Instructions to follow:
Across the data below, count every line where the string "routes" appears. Answer with the number alone.

(Stored data entries)
::::::

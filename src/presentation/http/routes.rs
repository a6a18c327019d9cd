// src/presentation/http/routes.rs
use crate::presentation::http::controllers::{auth, categories, comments, posts, reactions};
use crate::presentation::http::state::HttpState;
use axum::{
    Extension, Router,
    http::{HeaderValue, Method},
    routing::{get, post},
};
use serde::Serialize;
use std::time::Duration;
use tower_http::{
    cors::{AllowOrigin, Any, CorsLayer},
    trace::TraceLayer,
};

pub fn build_router(state: HttpState, allowed_origins: &[String]) -> Router {
    let origins: Vec<HeaderValue> = allowed_origins
        .iter()
        .filter_map(|origin| origin.parse().ok())
        .collect();
    let allow_origin = if origins.is_empty() {
        AllowOrigin::any()
    } else {
        AllowOrigin::list(origins)
    };

    let cors = CorsLayer::new()
        .allow_origin(allow_origin)
        .allow_methods([
            Method::GET,
            Method::POST,
            Method::PUT,
            Method::DELETE,
            Method::OPTIONS,
        ])
        .allow_headers(Any)
        .max_age(Duration::from_secs(3600));

    Router::new()
        .route("/health", get(health))
        .route("/api/v1/auth/register", post(auth::register))
        .route("/api/v1/auth/login", post(auth::login))
        .route("/api/v1/auth/refresh", post(auth::refresh))
        .route("/api/v1/auth/me", get(auth::profile))
        .route(
            "/api/v1/categories",
            get(categories::list_categories).post(categories::create_category),
        )
        .route(
            "/api/v1/categories/{slug}",
            get(categories::get_category)
                .put(categories::update_category)
                .delete(categories::delete_category),
        )
        .route(
            "/api/v1/posts",
            get(posts::list_posts).post(posts::create_post),
        )
        .route(
            "/api/v1/posts/{slug}",
            get(posts::get_post)
                .put(posts::update_post)
                .delete(posts::delete_post),
        )
        .route(
            "/api/v1/posts/{slug}/reaction",
            get(reactions::get_reaction).post(reactions::toggle_reaction),
        )
        .route(
            "/api/v1/posts/{slug}/comments",
            get(comments::list_comments).post(comments::create_comment),
        )
        .route(
            "/api/v1/posts/{slug}/comments/{id}",
            get(comments::get_comment)
                .put(comments::update_comment)
                .delete(comments::delete_comment),
        )
        .layer(TraceLayer::new_for_http())
        .layer(cors)
        .layer(Extension(state))
}

#[derive(Serialize)]
pub struct StatusResponse {
    pub status: String,
}

pub async fn health() -> axum::Json<StatusResponse> {
    axum::Json(StatusResponse {
        status: "ok".into(),
    })
}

::::::

The answer:
2